What is NeeDoh — and why is it suddenly everywhere?

NeeDoh is a soft, tactile stress toy designed to be squeezed, stretched and fidgeted with. It is cheap, visually satisfying and available in multiple versions — all of which make it ideal for social media.

Its rise has followed a familiar formula:

  • videos and social posts make it feel like a must-have item
  • demand surges faster than shops can keep up
  • specific versions become harder to find
  • resellers push prices up sharply
  • fake listings and copycat products begin to appear

That is exactly why this is more than just a toy story. It is a textbook example of how modern “cult products” spread, and how quickly consumers can end up paying too much for the hype.

NeeDoh at a glance

  • Typical retail price: around £2 to £6, depending on the item
  • Why it is trending: social media buzz, scarcity and collectability
  • Main danger: paying inflated prices or buying fakes
  • Main opportunity: finding genuine stock at retail before the hype fades

How to get NeeDoh without paying silly money

If you are only seeing high-priced listings online, it can feel as though normal stock has disappeared entirely. But there are still smarter ways to look.

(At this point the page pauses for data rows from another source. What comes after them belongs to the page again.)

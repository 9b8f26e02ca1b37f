mod common;

use common::TestEnv;

#[test]
fn test_check_lists_directories_in_order() {
    let env = TestEnv::new();
    env.write_file("a/b/file2", "x");
    env.write_file("a/file1", "x");
    std::fs::create_dir_all(env.project_path("c")).unwrap();

    let result = env.run(&["check", "--recursion-limit", "100"]);
    assert!(result.success, "stderr:\n{}", result.stderr);

    let root = env.root();
    let listed: Vec<&str> = result
        .stdout
        .lines()
        .filter_map(|l| l.strip_prefix("  "))
        .collect();
    let expected: Vec<String> = ["", "a", "a/b", "c"]
        .iter()
        .map(|rel| {
            if rel.is_empty() {
                root.display().to_string()
            } else {
                root.join(rel).display().to_string()
            }
        })
        .collect();
    assert_eq!(listed, expected, "stdout:\n{}", result.stdout);
    assert!(result.stdout.contains("Config: (defaults)"));
}

#[test]
fn test_check_json_honors_exclude_path() {
    let env = TestEnv::new();
    std::fs::create_dir_all(env.project_path("a/b")).unwrap();

    let result = env.run(&["--json", "check", "--exclude-path", "/b$"]);
    assert!(result.success, "stderr:\n{}", result.stderr);

    let value: serde_json::Value = serde_json::from_str(result.stdout.trim()).unwrap();
    assert_eq!(value["event"], "check");
    let dirs: Vec<String> = value["directories"]
        .as_array()
        .unwrap()
        .iter()
        .map(|d| d.as_str().unwrap().to_string())
        .collect();
    assert_eq!(dirs.len(), 2, "{dirs:?}");
    assert!(!dirs.iter().any(|d| d.ends_with("/b")));
}

#[test]
fn test_check_reports_recursion_limit() {
    let env = TestEnv::new();
    for i in 0..12 {
        env.write_file(&format!("f{i}"), "x");
    }

    let result = env.run(&["check"]);
    assert!(!result.success);
    assert!(
        result.stderr.contains("recursion limit exceeded"),
        "stderr:\n{}",
        result.stderr
    );
}

#[test]
fn test_check_rejects_invalid_pattern() {
    let env = TestEnv::new();

    let result = env.run(&["check", "--include-change", "(unclosed"]);
    assert!(!result.success);
    assert!(result.stderr.contains("(unclosed"), "stderr:\n{}", result.stderr);
}

#[test]
fn test_check_reads_project_config_and_warns_on_typo() {
    let env = TestEnv::new();
    std::fs::create_dir_all(env.project_path("src/nested")).unwrap();
    env.write_file(
        "treewatch.toml",
        "[watch]\ninclude_paths = [\"src\"]\nrecursion_limt = 5\n",
    );

    let result = env.run(&["check"]);
    assert!(result.success, "stderr:\n{}", result.stderr);
    assert!(result.stdout.contains("treewatch.toml"));
    assert!(result.stdout.contains("2 directories would be watched"), "stdout:\n{}", result.stdout);
    assert!(result.stderr.contains("recursion_limt"), "stderr:\n{}", result.stderr);
    assert!(result.stderr.contains("Did you mean 'recursion_limit'?"));
}

#[test]
fn test_check_env_override_recursion_limit() {
    let env = TestEnv::new();
    for i in 0..12 {
        env.write_file(&format!("f{i}"), "x");
    }

    let result = env.run_with_env(&["check"], &[("TREEWATCH_RECURSION_LIMIT", "50")]);
    assert!(result.success, "stderr:\n{}", result.stderr);
}
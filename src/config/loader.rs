//! Configuration loading

use std::fs;
use std::path::{Path, PathBuf};

use crate::error::{WatchError, WatchResult};
use crate::watcher::DebounceMode;

use super::env_validator::{levenshtein, EnvVarValidator};
use super::types::Config;

/// Project config file name, looked up in the working directory
pub const PROJECT_CONFIG_FILE: &str = "treewatch.toml";

/// Non-fatal configuration warning surfaced to CLI users.
#[derive(Debug, Clone, PartialEq, Eq)]
pub struct ConfigWarning {
    pub key: String,
    pub file: PathBuf,
    pub line: Option<usize>,
    pub suggestion: Option<String>,
}

/// A configuration together with where it came from
#[derive(Debug, Clone, Default)]
pub struct LoadedConfig {
    pub config: Config,
    /// `None` when built-in defaults were used
    pub source: Option<PathBuf>,
    pub warnings: Vec<ConfigWarning>,
}

/// Load configuration and collect non-fatal warnings (e.g. unknown keys).
pub fn load_with_warnings(path: &Path) -> WatchResult<(Config, Vec<ConfigWarning>)> {
    let content = fs::read_to_string(path).map_err(|source| WatchError::Io {
        path: path.to_path_buf(),
        source,
    })?;

    let mut unknown_paths: Vec<String> = Vec::new();
    let deserializer = toml::de::Deserializer::new(&content);

    let mut config: Config = serde_ignored::deserialize(deserializer, |p| {
        unknown_paths.push(p.to_string());
    })
    .map_err(|e| WatchError::Config {
        file: path.to_path_buf(),
        message: e.to_string(),
    })?;

    if let Some(base) = path.parent() {
        let base = if base.as_os_str().is_empty() {
            std::env::current_dir().unwrap_or_default()
        } else {
            base.to_path_buf()
        };
        config.resolve_include_paths(&base);
    }

    let warnings = unknown_paths
        .into_iter()
        .map(|path_str| {
            let key = path_str
                .split('.')
                .next_back()
                .unwrap_or(path_str.as_str())
                .to_string();
            ConfigWarning {
                key: key.clone(),
                file: path.to_path_buf(),
                line: find_line_number(&content, &key),
                suggestion: suggest_key(&key),
            }
        })
        .collect();

    Ok((config, warnings))
}

/// Load from an explicit file, the project config, the user config, or defaults.
///
/// An explicit file must exist; the others are optional.
pub fn load_or_default(explicit: Option<&Path>, project_root: &Path) -> WatchResult<LoadedConfig> {
    let candidates: Vec<PathBuf> = match explicit {
        Some(path) => vec![path.to_path_buf()],
        None => {
            let mut found = vec![project_root.join(PROJECT_CONFIG_FILE)];
            if let Some(user) = user_config_path() {
                found.push(user);
            }
            found.retain(|p| p.exists());
            found
        }
    };

    match candidates.into_iter().next() {
        Some(path) => {
            let (config, warnings) = load_with_warnings(&path)?;
            Ok(LoadedConfig {
                config: with_env_overrides(config),
                source: Some(path),
                warnings,
            })
        }
        None => Ok(LoadedConfig {
            config: with_env_overrides(Config::default()),
            source: None,
            warnings: Vec::new(),
        }),
    }
}

/// User-level config file (`<config dir>/treewatch/config.toml`)
pub fn user_config_path() -> Option<PathBuf> {
    dirs::config_dir().map(|d| d.join("treewatch").join("config.toml"))
}

/// Apply environment variable overrides (TREEWATCH_* prefix)
pub fn with_env_overrides(config: Config) -> Config {
    with_env_overrides_from(config, |name| std::env::var(name).ok(), &mut std::io::stderr())
}

/// Apply overrides from an arbitrary lookup; warnings go to `writer`.
pub fn with_env_overrides_from<F, W>(mut config: Config, lookup: F, writer: &mut W) -> Config
where
    F: Fn(&str) -> Option<String>,
    W: std::io::Write,
{
    // TREEWATCH_DELAY_MS
    if let Some(value) = lookup("TREEWATCH_DELAY_MS") {
        match value.trim().parse::<i64>() {
            Ok(ms) => config.watch.delay_ms = ms,
            Err(_) => {
                let _ = writeln!(
                    writer,
                    "Warning: Invalid TREEWATCH_DELAY_MS value '{}', expected milliseconds",
                    value
                );
            }
        }
    }

    // TREEWATCH_RECURSION_LIMIT
    if let Some(value) = lookup("TREEWATCH_RECURSION_LIMIT") {
        match value.trim().parse::<usize>() {
            Ok(limit) => config.watch.recursion_limit = limit,
            Err(_) => {
                let _ = writeln!(
                    writer,
                    "Warning: Invalid TREEWATCH_RECURSION_LIMIT value '{}', expected a count",
                    value
                );
            }
        }
    }

    // TREEWATCH_DEBOUNCE
    if let Some(value) = lookup("TREEWATCH_DEBOUNCE") {
        let validator = EnvVarValidator::new("TREEWATCH_DEBOUNCE", &["per-event", "coalesce"]);
        config.watch.debounce =
            validator.parse_with_writer(&value, DebounceMode::parse, config.watch.debounce, writer);
    }

    config
}

fn find_line_number(content: &str, needle: &str) -> Option<usize> {
    for (i, line) in content.lines().enumerate() {
        if line.contains(needle) {
            return Some(i + 1);
        }
    }
    None
}

fn suggest_key(unknown: &str) -> Option<String> {
    const CANDIDATES: &[&str] = &[
        "watch",
        "include_paths",
        "exclude_paths",
        "include_changes",
        "exclude_changes",
        "delay_ms",
        "recursion_limit",
        "debounce",
        "command",
        "run",
    ];

    let mut best: Option<(&str, usize)> = None;
    for &candidate in CANDIDATES {
        let dist = levenshtein(unknown, candidate);
        best = match best {
            None => Some((candidate, dist)),
            Some((_, best_dist)) if dist < best_dist => Some((candidate, dist)),
            Some(current) => Some(current),
        };
    }

    match best {
        Some((candidate, dist)) if dist <= 2 => Some(candidate.to_string()),
        _ => None,
    }
}
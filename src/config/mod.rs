//! Configuration for the treewatch CLI
//!
//! Precedence, highest first:
//! 1. CLI flags
//! 2. Environment variables (TREEWATCH_*)
//! 3. Project config (`--config` or `./treewatch.toml`)
//! 4. User config (`<config dir>/treewatch/config.toml`)
//! 5. Built-in defaults

mod env_validator;
mod loader;
mod types;

pub use env_validator::{levenshtein, EnvVarValidator};
pub use loader::{
    load_or_default, load_with_warnings, user_config_path, with_env_overrides,
    with_env_overrides_from, ConfigWarning, LoadedConfig, PROJECT_CONFIG_FILE,
};
pub use types::{CommandConfig, Config, WatchConfig};

/// Template written by `treewatch init`
pub const CONFIG_TEMPLATE: &str = r#"# treewatch configuration

[watch]
# Directories watched recursively; relative entries resolve against this file
include_paths = ["."]
# Regex patterns; matching directories are not watched
exclude_paths = ['/\.git$', '/node_modules$', '/target$']
# Regex patterns; if any are set, a changed file must match one
include_changes = []
# Regex patterns; matching changed files are ignored
exclude_changes = ['\.swp$', '~$']
# Debounce window in milliseconds
delay_ms = 1500
# Entries (files included) visited per include path before giving up.
# Excluded directories are still walked, so count .git and node_modules too.
recursion_limit = 100000
# "per-event" runs once per write, "coalesce" once per burst on a file
debounce = "per-event"

[command]
# Shell command run after each change; TREEWATCH_PATH holds the changed path
# run = "make build"
"#;
use crate::domain::ports::Clock;
use chrono::{DateTime, Duration, Utc};
use std::sync::Mutex;

/// Days an unavailable item may still be reactivated.
pub const GRACE_PERIOD_DAYS: i64 = 5;

const SECONDS_PER_DAY: i64 = 86_400;

/// Whole days elapsed from `from` to `to`, truncated; spans running backwards count as zero.
pub fn whole_days_between(from: DateTime<Utc>, to: DateTime<Utc>) -> i64 {
    let elapsed = to.signed_duration_since(from);
    if elapsed <= Duration::zero() {
        return 0;
    }
    elapsed.num_seconds().div_euclid(SECONDS_PER_DAY)
}

#[derive(Debug, Clone, Copy, Default)]
pub struct SystemClock;

impl Clock for SystemClock {
    fn now(&self) -> DateTime<Utc> {
        Utc::now()
    }
}

/// A clock pinned to a settable instant.
#[derive(Debug)]
pub struct FixedClock {
    now: Mutex<DateTime<Utc>>,
}

impl FixedClock {
    pub fn new(now: DateTime<Utc>) -> Self {
        Self {
            now: Mutex::new(now),
        }
    }

    pub fn set(&self, now: DateTime<Utc>) {
        if let Ok(mut guard) = self.now.lock() {
            *guard = now;
        }
    }

    pub fn advance(&self, by: Duration) {
        if let Ok(mut guard) = self.now.lock() {
            *guard += by;
        }
    }
}

impl Clock for FixedClock {
    fn now(&self) -> DateTime<Utc> {
        match self.now.lock() {
            Ok(guard) => *guard,
            Err(poisoned) => *poisoned.into_inner(),
        }
    }
}
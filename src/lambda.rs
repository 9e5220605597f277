use aws_config::BehaviorVersion;
use aws_sdk_s3::config::Region;
use aws_sdk_s3::Client as S3Client;
use lambda_runtime::{run, service_fn, Error, LambdaEvent};
use serde::{Deserialize, Serialize};
use sublease_core::utils::logger;
use sublease_core::utils::validation::Validate;
use sublease_core::{
    EmailQueueProcessor, HttpMailer, LambdaConfig, MarketError, QueueReport, S3DocumentStore,
    S3EmailQueue, SweepEngine, SweepReport, SystemClock,
};

#[derive(Debug, Clone, Copy, Deserialize)]
#[serde(rename_all = "snake_case")]
pub enum Task {
    Sweep,
    EmailQueue,
}

/// Payload of the scheduled EventBridge rule that invokes this function.
#[derive(Debug, Deserialize)]
#[serde(rename_all = "camelCase")]
pub struct Request {
    pub task: Task,
    #[serde(default)]
    pub dry_run: bool,
}

#[derive(Serialize)]
#[serde(untagged)]
pub enum Response {
    Sweep(SweepReport),
    EmailQueue(QueueReport),
}

fn boxed(e: MarketError) -> Error {
    Box::new(e)
}

async fn function_handler(event: LambdaEvent<Request>) -> Result<Response, Error> {
    let request = event.payload;
    tracing::info!("Starting scheduled task {:?}", request.task);

    let config = LambdaConfig::from_env().map_err(boxed)?;
    config.validate().map_err(boxed)?;

    let shared = aws_config::load_defaults(BehaviorVersion::latest()).await;
    let s3_config = aws_sdk_s3::config::Builder::from(&shared)
        .region(Region::new(config.store_region.clone()))
        .build();
    let client = S3Client::from_conf(s3_config);

    let response = match request.task {
        Task::Sweep => {
            let store = S3DocumentStore::new(client, config.store_bucket.clone(), config.store_prefix.clone());
            let engine = SweepEngine::new(store, SystemClock);
            Response::Sweep(engine.run(request.dry_run).await.map_err(boxed)?)
        }
        Task::EmailQueue => {
            let endpoint = config.mail_endpoint.clone().ok_or_else(|| {
                boxed(MarketError::MissingConfigError {
                    field: "MAIL_ENDPOINT".to_string(),
                })
            })?;
            let queue = S3EmailQueue::new(client, config.store_bucket.clone(), config.store_prefix.clone());
            let mailer = HttpMailer::new(endpoint, config.mail_api_key.clone(), config.mail_from.clone());
            let processor =
                EmailQueueProcessor::with_policy(queue, mailer, SystemClock, config.retry_policy());
            Response::EmailQueue(processor.process().await.map_err(boxed)?)
        }
    };

    tracing::info!("Scheduled task {:?} completed", request.task);
    Ok(response)
}

#[tokio::main]
async fn main() -> Result<(), Error> {
    logger::init_lambda_logger();
    run(service_fn(function_handler)).await
}
//! Delivery-zone and pickup-point checks on top of the Haversine distance.

use crate::domain::model::{DeliveryZone, GeoPoint, PickupCheck, PickupPoint, ZoneCheck};
use crate::utils::error::GeoError;

/// Mean Earth radius used for all distance calculations.
pub const EARTH_RADIUS_M: f64 = 6_371_000.0;

pub const DEFAULT_PICKUP_THRESHOLD_M: f64 = 100.0;

fn ensure_valid(point: &GeoPoint) -> Result<(), GeoError> {
    if point.is_valid() {
        Ok(())
    } else {
        Err(GeoError::InvalidCoordinate {
            lat: point.lat,
            lng: point.lng,
        })
    }
}

fn ensure_radius(meters: f64) -> Result<(), GeoError> {
    if meters.is_finite() && meters > 0.0 {
        Ok(())
    } else {
        Err(GeoError::InvalidRadius(meters))
    }
}

/// Great-circle distance in meters.
pub fn distance_meters(a: &GeoPoint, b: &GeoPoint) -> Result<f64, GeoError> {
    ensure_valid(a)?;
    ensure_valid(b)?;
    Ok(haversine(a, b))
}

fn haversine(a: &GeoPoint, b: &GeoPoint) -> f64 {
    let (lat1, lat2) = (a.lat.to_radians(), b.lat.to_radians());
    let dlat = (b.lat - a.lat).to_radians();
    let dlng = (b.lng - a.lng).to_radians();

    let h = (dlat / 2.0).sin().powi(2) + lat1.cos() * lat2.cos() * (dlng / 2.0).sin().powi(2);
    let c = 2.0 * h.clamp(0.0, 1.0).sqrt().atan2((1.0 - h).clamp(0.0, 1.0).sqrt());
    EARTH_RADIUS_M * c
}

/// The boundary is inclusive: a point exactly `radius_meters` away is in the zone.
pub fn check_delivery_zone(zone: &DeliveryZone, point: &GeoPoint) -> Result<ZoneCheck, GeoError> {
    ensure_radius(zone.radius_meters)?;
    let distance = distance_meters(&zone.center, point)?;
    Ok(ZoneCheck {
        in_zone: distance <= zone.radius_meters,
        distance_meters: distance,
    })
}

pub fn check_pickup_proximity(
    points: &[PickupPoint],
    point: &GeoPoint,
) -> Result<PickupCheck, GeoError> {
    check_pickup_proximity_within(points, point, DEFAULT_PICKUP_THRESHOLD_M)
}

/// Nearest pickup point to `point`; the earliest entry wins exact ties.
pub fn check_pickup_proximity_within(
    points: &[PickupPoint],
    point: &GeoPoint,
    threshold_meters: f64,
) -> Result<PickupCheck, GeoError> {
    ensure_valid(point)?;
    ensure_radius(threshold_meters)?;

    let mut nearest: Option<(&PickupPoint, f64)> = None;
    for candidate in points {
        let distance = distance_meters(&candidate.location, point)?;
        match nearest {
            Some((_, best)) if distance >= best => {}
            _ => nearest = Some((candidate, distance)),
        }
    }

    Ok(match nearest {
        None => PickupCheck {
            at_pickup: false,
            nearest: None,
            distance_meters: None,
        },
        Some((pickup, distance)) => PickupCheck {
            at_pickup: distance <= threshold_meters,
            nearest: Some(pickup.clone()),
            distance_meters: Some(distance),
        },
    })
}
pub mod error;
pub mod logger;
pub mod time;
pub mod validation;
use crate::domain::model::{EmailJob, ItemVersion, ListableItem};
use crate::domain::ports::{DocumentStore, EmailQueue};
use crate::utils::error::{MarketError, Result};
use chrono::{DateTime, Utc};
use std::collections::BTreeMap;
use tokio::sync::RwLock;

/// In-process document store. Conditional writes are checked under the write lock.
#[derive(Debug, Default)]
pub struct MemoryStore {
    items: RwLock<BTreeMap<String, ListableItem>>,
}

impl MemoryStore {
    pub fn new() -> Self {
        Self::default()
    }

    pub fn with_items(items: impl IntoIterator<Item = ListableItem>) -> Self {
        Self {
            items: RwLock::new(items.into_iter().map(|i| (i.id.clone(), i)).collect()),
        }
    }

    pub async fn len(&self) -> usize {
        self.items.read().await.len()
    }
}

impl DocumentStore for MemoryStore {
    async fn get(&self, id: &str) -> Result<Option<ListableItem>> {
        Ok(self.items.read().await.get(id).cloned())
    }

    async fn list(&self) -> Result<Vec<ListableItem>> {
        Ok(self.items.read().await.values().cloned().collect())
    }

    async fn insert(&self, item: &ListableItem) -> Result<()> {
        let mut items = self.items.write().await;
        if items.contains_key(&item.id) {
            return Err(MarketError::AlreadyExists(item.id.clone()));
        }
        items.insert(item.id.clone(), item.clone());
        Ok(())
    }

    async fn update_if(&self, item: &ListableItem, expected: ItemVersion) -> Result<bool> {
        let mut items = self.items.write().await;
        match items.get_mut(&item.id) {
            Some(current) if expected.matches(current) => {
                *current = item.clone();
                Ok(true)
            }
            Some(_) => Ok(false),
            None => Err(MarketError::NotFound(item.id.clone())),
        }
    }

    async fn delete_if(&self, id: &str, expected: ItemVersion) -> Result<bool> {
        let mut items = self.items.write().await;
        match items.get(id) {
            Some(current) if expected.matches(current) => {
                items.remove(id);
                Ok(true)
            }
            _ => Ok(false),
        }
    }
}

#[derive(Debug, Default)]
pub struct MemoryEmailQueue {
    jobs: RwLock<BTreeMap<String, EmailJob>>,
}

impl MemoryEmailQueue {
    pub fn new() -> Self {
        Self::default()
    }

    pub async fn get(&self, id: &str) -> Option<EmailJob> {
        self.jobs.read().await.get(id).cloned()
    }
}

impl EmailQueue for MemoryEmailQueue {
    async fn enqueue(&self, job: &EmailJob) -> Result<()> {
        let mut jobs = self.jobs.write().await;
        if jobs.contains_key(&job.id) {
            return Err(MarketError::AlreadyExists(job.id.clone()));
        }
        jobs.insert(job.id.clone(), job.clone());
        Ok(())
    }

    async fn due(&self, now: DateTime<Utc>) -> Result<Vec<EmailJob>> {
        Ok(self
            .jobs
            .read()
            .await
            .values()
            .filter(|job| job.is_due(now))
            .cloned()
            .collect())
    }

    async fn save(&self, job: &EmailJob) -> Result<()> {
        self.jobs.write().await.insert(job.id.clone(), job.clone());
        Ok(())
    }
}
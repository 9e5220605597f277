use crate::domain::model::{EmailJob, GeoPoint};
use crate::domain::ports::{AddressResolver, Mailer};
use crate::utils::error::{MarketError, Result};
use async_trait::async_trait;
use reqwest::Client;
use serde::{Deserialize, Serialize};

pub const GOOGLE_GEOCODE_ENDPOINT: &str = "https://maps.googleapis.com/maps/api/geocode/json";

#[derive(Debug, Deserialize)]
struct GeocodeResponse {
    status: String,
    #[serde(default)]
    results: Vec<GeocodeResult>,
    #[serde(default)]
    error_message: Option<String>,
}

#[derive(Debug, Deserialize)]
struct GeocodeResult {
    geometry: Geometry,
}

#[derive(Debug, Deserialize)]
struct Geometry {
    location: GeoPoint,
}

/// Resolves addresses with the Google Geocoding JSON API.
#[derive(Debug, Clone)]
pub struct GoogleGeocoder {
    client: Client,
    endpoint: String,
    api_key: String,
}

impl GoogleGeocoder {
    pub fn new(endpoint: impl Into<String>, api_key: impl Into<String>) -> Self {
        Self {
            client: Client::new(),
            endpoint: endpoint.into(),
            api_key: api_key.into(),
        }
    }
}

#[async_trait]
impl AddressResolver for GoogleGeocoder {
    async fn resolve(&self, query: &str) -> Result<GeoPoint> {
        let geocoding_error = |message: String| MarketError::GeocodingError {
            query: query.to_string(),
            message,
        };

        tracing::debug!("Geocoding '{}' via {}", query, self.endpoint);
        let response = self
            .client
            .get(&self.endpoint)
            .query(&[("address", query), ("key", self.api_key.as_str())])
            .send()
            .await?;

        if !response.status().is_success() {
            return Err(geocoding_error(format!("HTTP {}", response.status())));
        }

        let body: GeocodeResponse = response.json().await?;
        match body.status.as_str() {
            "OK" => {}
            "ZERO_RESULTS" => return Err(geocoding_error("no matching location".to_string())),
            other => {
                let detail = body.error_message.unwrap_or_default();
                return Err(geocoding_error(format!("{} {}", other, detail).trim().to_string()));
            }
        }

        let location = body
            .results
            .into_iter()
            .next()
            .map(|r| r.geometry.location)
            .ok_or_else(|| geocoding_error("response contained no results".to_string()))?;

        if !location.is_valid() {
            return Err(crate::utils::error::GeoError::InvalidCoordinate {
                lat: location.lat,
                lng: location.lng,
            }
            .into());
        }

        tracing::debug!("Resolved '{}' to ({}, {})", query, location.lat, location.lng);
        Ok(location)
    }
}

#[derive(Debug, Serialize)]
struct OutgoingMail<'a> {
    from: &'a str,
    to: &'a str,
    subject: &'a str,
    text: &'a str,
}

/// Delivers queued mail by POSTing it as JSON to a transactional mail endpoint.
#[derive(Debug, Clone)]
pub struct HttpMailer {
    client: Client,
    endpoint: String,
    api_key: Option<String>,
    from: String,
}

impl HttpMailer {
    pub fn new(endpoint: impl Into<String>, api_key: Option<String>, from: impl Into<String>) -> Self {
        Self {
            client: Client::new(),
            endpoint: endpoint.into(),
            api_key,
            from: from.into(),
        }
    }
}

#[async_trait]
impl Mailer for HttpMailer {
    async fn send(&self, job: &EmailJob) -> Result<()> {
        let payload = OutgoingMail {
            from: &self.from,
            to: &job.to,
            subject: &job.subject,
            text: &job.body,
        };

        let mut request = self.client.post(&self.endpoint).json(&payload);
        if let Some(key) = &self.api_key {
            request = request.bearer_auth(key);
        }

        let response = request.send().await?;
        let status = response.status();
        if status.is_success() {
            return Ok(());
        }

        let body = response.text().await.unwrap_or_default();
        Err(MarketError::MailError {
            message: format!("HTTP {} from mail endpoint: {}", status, body.trim()),
        })
    }
}
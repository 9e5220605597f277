// Adapters layer: concrete implementations of the domain ports.
// File-backed and S3-backed stores live next to their configuration in src/config.

pub mod http;
pub mod memory;
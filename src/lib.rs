pub mod adapters;
pub mod config;
pub mod core;
pub mod domain;
pub mod utils;

#[cfg(feature = "cli")]
pub use config::CliConfig;
pub use config::cli::{JsonFileEmailQueue, JsonFileStore};
pub use config::toml_config::TomlConfig;

#[cfg(feature = "lambda")]
pub use config::lambda::{LambdaConfig, S3DocumentStore, S3EmailQueue};

pub use adapters::http::{GoogleGeocoder, HttpMailer};
pub use adapters::memory::{MemoryEmailQueue, MemoryStore};
pub use core::email_queue::{EmailQueueProcessor, QueueReport, RetryPolicy};
pub use core::geofence::{
    check_delivery_zone, check_pickup_proximity, check_pickup_proximity_within, distance_meters,
};
pub use core::lifecycle::{can_reactivate, days_remaining, sweep_expired, transition};
pub use core::locator::GeofenceService;
pub use core::service::{ItemStatusReport, ListingService};
pub use core::sweep::{SweepEngine, SweepReport};
pub use utils::error::{GeoError, LifecycleError, MarketError, Result};
pub use utils::time::{FixedClock, SystemClock, GRACE_PERIOD_DAYS};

1. Start with independent toy shops

Smaller retailers can sometimes receive stock without the same immediate rush that bigger chains attract. They may also be less visible to the people tracking restocks online.

2. Ask directly about delivery days

If a shop usually gets deliveries on set days, turning up at the right time can matter far more than endlessly refreshing resale sites.

3. Be flexible about versions

Some colours or styles create the biggest rush. If you are buying for yourself rather than resale, being less picky can improve your chances of finding one at the proper price.

4. Be cautious with unfamiliar sellers

Whenever a product becomes hard to find, fake shops, copycat listings and overpriced third-party sellers appear quickly. If a seller looks questionable, walk away.

Consumer warning

A shortage does not just push up prices. It also creates ideal conditions for scams and counterfeits. If you are buying online, stick to trusted retailers and use a payment method that gives you protection if something goes wrong.

Can you really make money from the NeeDoh craze?

Possibly — but only if you are disciplined.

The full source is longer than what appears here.